Exercise brief: What do the lines from the top of the data through the line with "use super::RetrievedDocument;" say? Quote them exactly and include both ends.

Dataset:
//! LexForge retrieval core
//!
//! Multi-collection retrieval and ranking:
//! - Concurrent fan-out of (collection, query) searches with per-task isolation
//! - Hybrid BM25 + vector retrieval with RRF fusion and a rerank stage
//! - Content-hash merge and dedup of parallel result sets
//! - Legal feature extraction with an aggregated feature vector
//! - Source aggregation over an ordered strategy chain

pub mod fanout;
pub mod legal;
pub mod merge;
pub mod retrieval;
pub mod sources;

#[cfg(test)]
mod test_support;

pub use fanout::{FanOut, FanOutReport, FanOutTask};
pub use legal::{LegalEvidence, LegalFeatureRetriever, LegalStoreState};
pub use merge::{merge_and_sort_query_results, merge_get_results};
pub use retrieval::{HybridParams, HybridRetriever, RetrievalMode, RetrievedDocument, Retriever};
pub use sources::{SearchStrategy, SourceAggregator, SourceRequest, SourceTarget};
//! Rerank stage applied after ensemble retrieval

use super::RetrievedDocument;
use lexforge_common::embeddings::Embedder;
use lexforge_common::errors::{AppError, Result};
use lexforge_common::models::UserRef;
use lexforge_common::rerank::Reranker;
use lexforge_common::vector;
use std::sync::Arc;

/// Scores `(query, document)` pairs, drops documents under `r_score` and
/// keeps the best `top_n`.
///
/// Uses the reranker when configured, otherwise cosine similarity between
/// the query and document embeddings.
pub struct RerankCompressor {
    embedder: Arc<dyn Embedder>,
    reranker: Option<Arc<dyn Reranker>>,
    top_n: usize,
    r_score: f32,
    query_prefix: Option<String>,
    content_prefix: Option<String>,
    query_embedding: Option<Vec<f32>>,
}

impl RerankCompressor {
    pub fn new(
        embedder: Arc<dyn Embedder>,
        reranker: Option<Arc<dyn Reranker>>,
        top_n: usize,
        r_score: f32,
    ) -> Self {
        Self {
            embedder,
            reranker,
            top_n,
            r_score,
            query_prefix: None,
            content_prefix: None,
            query_embedding: None,
        }
    }

    pub fn with_prefixes(mut self, query_prefix: Option<String>, content_prefix: Option<String>) -> Self {
        self.query_prefix = query_prefix;
        self.content_prefix = content_prefix;
        self
    }

    /// Query embedding for the cosine fallback, computed by the caller
    pub fn with_query_embedding(mut self, embedding: Option<Vec<f32>>) -> Self {
        self.query_embedding = embedding;
        self
    }

    async fn scores(&self, query: &str, documents: &[RetrievedDocument], user: Option<&UserRef>) -> Result<Vec<f32>> {
        match &self.reranker {
            Some(reranker) => {
                let pairs: Vec<(String, String)> = documents
                    .iter()
                    .map(|d| (query.to_string(), d.content.clone()))
                    .collect();
                reranker.score(&pairs, user).await
            }
            None => {
                let query_embedding = match &self.query_embedding {
                    Some(embedding) => embedding.clone(),
                    None => self.embedder.embed(query, self.query_prefix.as_deref(), user).await?,
                };
                let contents: Vec<String> = documents.iter().map(|d| d.content.clone()).collect();
                let document_embeddings = self
                    .embedder
                    .embed_batch(&contents, self.content_prefix.as_deref(), user)
                    .await?;
                Ok(vector::cosine_scores(&document_embeddings, &query_embedding))
            }
        }
    }

    /// Rerank `documents` for `query`; the score is also written to `metadata["score"]`
    pub async fn compress(
        &self,
        query: &str,
        documents: Vec<RetrievedDocument>,
        user: Option<&UserRef>,
    ) -> Result<Vec<RetrievedDocument>> {
        if documents.is_empty() {
            return Ok(documents);
        }

        let scores = self.scores(query, &documents, user).await?;
        if scores.len() != documents.len() {
            return Err(AppError::RerankError {
                message: format!("{} scores for {} documents", scores.len(), documents.len()),
            });
        }

        let mut scored: Vec<(RetrievedDocument, f32)> = documents
            .into_iter()
            .zip(scores)
            .filter(|(_, s)| self.r_score == 0.0 || *s >= self.r_score)
            .collect();
        scored.sort_by(|a, b| b.1.total_cmp(&a.1));
        scored.truncate(self.top_n);

        Ok(scored
            .into_iter()
            .map(|(mut doc, score)| {
                doc.score = score;
                doc.metadata.insert("score".to_string(), serde_json::json!(score));
                doc
            })
            .collect())
    }
}
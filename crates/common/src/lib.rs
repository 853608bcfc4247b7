//! LexForge Common Library
//!
//! Shared code for the LexForge retrieval engine including:
//! - Request-scoped value types (QueryResult, Context, ScoredPoint)
//! - Embedding provider and reranker contracts
//! - Vector/document store and point store contracts
//! - Error types and handling
//! - Configuration management
//! - Metrics and observability

pub mod config;
pub mod embeddings;
pub mod errors;
pub mod metrics;
pub mod models;
pub mod rerank;
pub mod store;
pub mod vector;

// Re-export commonly used types
pub use config::AppConfig;
pub use embeddings::Embedder;
pub use errors::{AppError, Result};
pub use models::{Context, Metadata, QueryResult, SourceDescriptor, UserRef};
pub use rerank::Reranker;
pub use store::{PointStore, VectorStore};

/// Application version
pub const VERSION: &str = env!("CARGO_PKG_VERSION");

/// Default embedding model
pub const DEFAULT_EMBEDDING_MODEL: &str = "text-embedding-ada-002";

/// Default embedding dimension
pub const DEFAULT_EMBEDDING_DIMENSION: usize = 768;
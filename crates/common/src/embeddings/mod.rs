//! Embedding service abstraction
//!
//! Provides a unified interface for embedding providers:
//! - OpenAI-compatible endpoints
//! - Azure OpenAI deployments
//! - Ollama
//! - A deterministic mock for tests and offline runs

mod http;

pub use http::HttpEmbedder;

use crate::config::{EmbeddingConfig, EmbeddingEngine};
use crate::errors::{AppError, Result};
use crate::models::UserRef;
use async_trait::async_trait;
use sha2::{Digest, Sha256};
use std::sync::Arc;

/// Trait for embedding generation
#[async_trait]
pub trait Embedder: Send + Sync {
    /// Generate embeddings for multiple texts, in input order
    async fn embed_batch(
        &self,
        texts: &[String],
        prefix: Option<&str>,
        user: Option<&UserRef>,
    ) -> Result<Vec<Vec<f32>>>;

    /// Generate embedding for a single text
    async fn embed(&self, text: &str, prefix: Option<&str>, user: Option<&UserRef>) -> Result<Vec<f32>> {
        let embeddings = self.embed_batch(&[text.to_string()], prefix, user).await?;
        embeddings.into_iter().next().ok_or_else(|| AppError::EmbeddingError {
            message: "Empty response".to_string(),
        })
    }

    /// Get the model name
    fn model_name(&self) -> &str;

    /// Get the embedding dimension
    fn dimension(&self) -> usize;
}

/// Deterministic embedder for testing.
///
/// Each lowercase alphanumeric token is hashed into one of `dimension`
/// buckets, so texts sharing words get similar vectors.
pub struct MockEmbedder {
    dimension: usize,
}

impl MockEmbedder {
    pub fn new(dimension: usize) -> Self {
        Self { dimension }
    }

    fn vectorize(&self, text: &str) -> Vec<f32> {
        let mut v = vec![0.0f32; self.dimension];
        if self.dimension == 0 {
            return v;
        }
        for token in text
            .split(|c: char| !c.is_alphanumeric())
            .filter(|t| !t.is_empty())
        {
            let digest = Sha256::digest(token.to_lowercase().as_bytes());
            let mut bytes = [0u8; 8];
            bytes.copy_from_slice(&digest[..8]);
            let bucket = (u64::from_le_bytes(bytes) % self.dimension as u64) as usize;
            v[bucket] += 1.0;
        }
        v
    }
}

#[async_trait]
impl Embedder for MockEmbedder {
    async fn embed_batch(
        &self,
        texts: &[String],
        _prefix: Option<&str>,
        _user: Option<&UserRef>,
    ) -> Result<Vec<Vec<f32>>> {
        Ok(texts.iter().map(|t| self.vectorize(t)).collect())
    }

    fn model_name(&self) -> &str {
        "mock-embedding"
    }

    fn dimension(&self) -> usize {
        self.dimension
    }
}

/// Create an embedder based on configuration
pub fn create_embedder(config: &EmbeddingConfig) -> Result<Arc<dyn Embedder>> {
    match config.engine {
        EmbeddingEngine::Mock => Ok(Arc::new(MockEmbedder::new(config.dimension))),
        EmbeddingEngine::OpenAi | EmbeddingEngine::AzureOpenAi | EmbeddingEngine::Ollama => {
            Ok(Arc::new(HttpEmbedder::from_config(config)?))
        }
    }
}
//! Error types for archive fetches and session building

/// Result type alias for source operations
pub type Result<T> = std::result::Result<T, FetchError>;

/// How the rest of the engine should react to a [`FetchError`].
#[derive(Debug, Clone, Copy, PartialEq, Eq)]
pub enum ErrorKind {
    /// Network hiccup or timeout; retry with backoff.
    Transient,
    /// Nothing usable behind the identifier or the pool; fall back to another source.
    Structural,
    /// The media itself is broken or unsupported; drop it and skip forward.
    Content,
    /// The caller asked the build to stop.
    Cancelled,
}

/// Errors that can occur while talking to the archive or preparing a session
#[derive(Debug, Clone, thiserror::Error)]
pub enum FetchError {
    /// Network failure while talking to the archive
    #[error("Network error: {0}")]
    Network(String),

    /// Timeout error
    #[error("Request timeout")]
    Timeout,

    /// Identifier unknown to the archive
    #[error("Identifier not found: {0}")]
    NotFound(String),

    /// Item has no file the player can handle
    #[error("No playable file for {0}")]
    NoPlayableFile(String),

    /// The archive could not produce a byte-range locator
    #[error("Unresolvable locator for {identifier}/{file}: {reason}")]
    UnresolvableLocator {
        identifier: String,
        file: String,
        reason: String,
    },

    /// The locator answered with an error status
    #[error("Content unavailable for {identifier} (HTTP {status})")]
    ContentUnavailable { identifier: String, status: u16 },

    /// The media could not be parsed or is not supported
    #[error("Unsupported media for {identifier}: {reason}")]
    UnsupportedMedia { identifier: String, reason: String },

    /// Duration/metadata probe failed
    #[error("Duration probe failed: {0}")]
    ProbeFailed(String),

    /// No collection, pinned identifier or fallback left to draw from
    #[error("Selection pool exhausted")]
    PoolExhausted,

    /// The build observed its cancellation token
    #[error("Build cancelled at {0}")]
    Cancelled(&'static str),

    /// Generic error
    #[error("{0}")]
    Other(String),
}

impl FetchError {
    /// Create a generic error from a string
    pub fn other(msg: impl Into<String>) -> Self {
        Self::Other(msg.into())
    }

    pub fn kind(&self) -> ErrorKind {
        match self {
            Self::Network(_) | Self::Timeout | Self::ProbeFailed(_) | Self::Other(_) => {
                ErrorKind::Transient
            }
            Self::ContentUnavailable { status, .. } => {
                if *status == 429 || *status >= 500 {
                    ErrorKind::Transient
                } else {
                    ErrorKind::Content
                }
            }
            Self::UnsupportedMedia { .. } => ErrorKind::Content,
            Self::NotFound(_)
            | Self::NoPlayableFile(_)
            | Self::UnresolvableLocator { .. }
            | Self::PoolExhausted => ErrorKind::Structural,
            Self::Cancelled(_) => ErrorKind::Cancelled,
        }
    }

    pub fn is_transient(&self) -> bool {
        self.kind() == ErrorKind::Transient
    }

    pub fn is_structural(&self) -> bool {
        self.kind() == ErrorKind::Structural
    }

    /// Content failures are permanent: retrying wastes the preload budget.
    pub fn is_content_failure(&self) -> bool {
        self.kind() == ErrorKind::Content
    }

    pub fn is_cancelled(&self) -> bool {
        self.kind() == ErrorKind::Cancelled
    }
}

Answer box:
//! LexForge retrieval core
//!
//! Multi-collection retrieval and ranking:
//! - Concurrent fan-out of (collection, query) searches with per-task isolation
//! - Hybrid BM25 + vector retrieval with RRF fusion and a rerank stage
//! - Content-hash merge and dedup of parallel result sets
//! - Legal feature extraction with an aggregated feature vector
//! - Source aggregation over an ordered strategy chain

pub mod fanout;
pub mod legal;
pub mod merge;
pub mod retrieval;
pub mod sources;

#[cfg(test)]
mod test_support;

pub use fanout::{FanOut, FanOutReport, FanOutTask};
pub use legal::{LegalEvidence, LegalFeatureRetriever, LegalStoreState};
pub use merge::{merge_and_sort_query_results, merge_get_results};
pub use retrieval::{HybridParams, HybridRetriever, RetrievalMode, RetrievedDocument, Retriever};
pub use sources::{SearchStrategy, SourceAggregator, SourceRequest, SourceTarget};
//! Rerank stage applied after ensemble retrieval

use super::RetrievedDocument;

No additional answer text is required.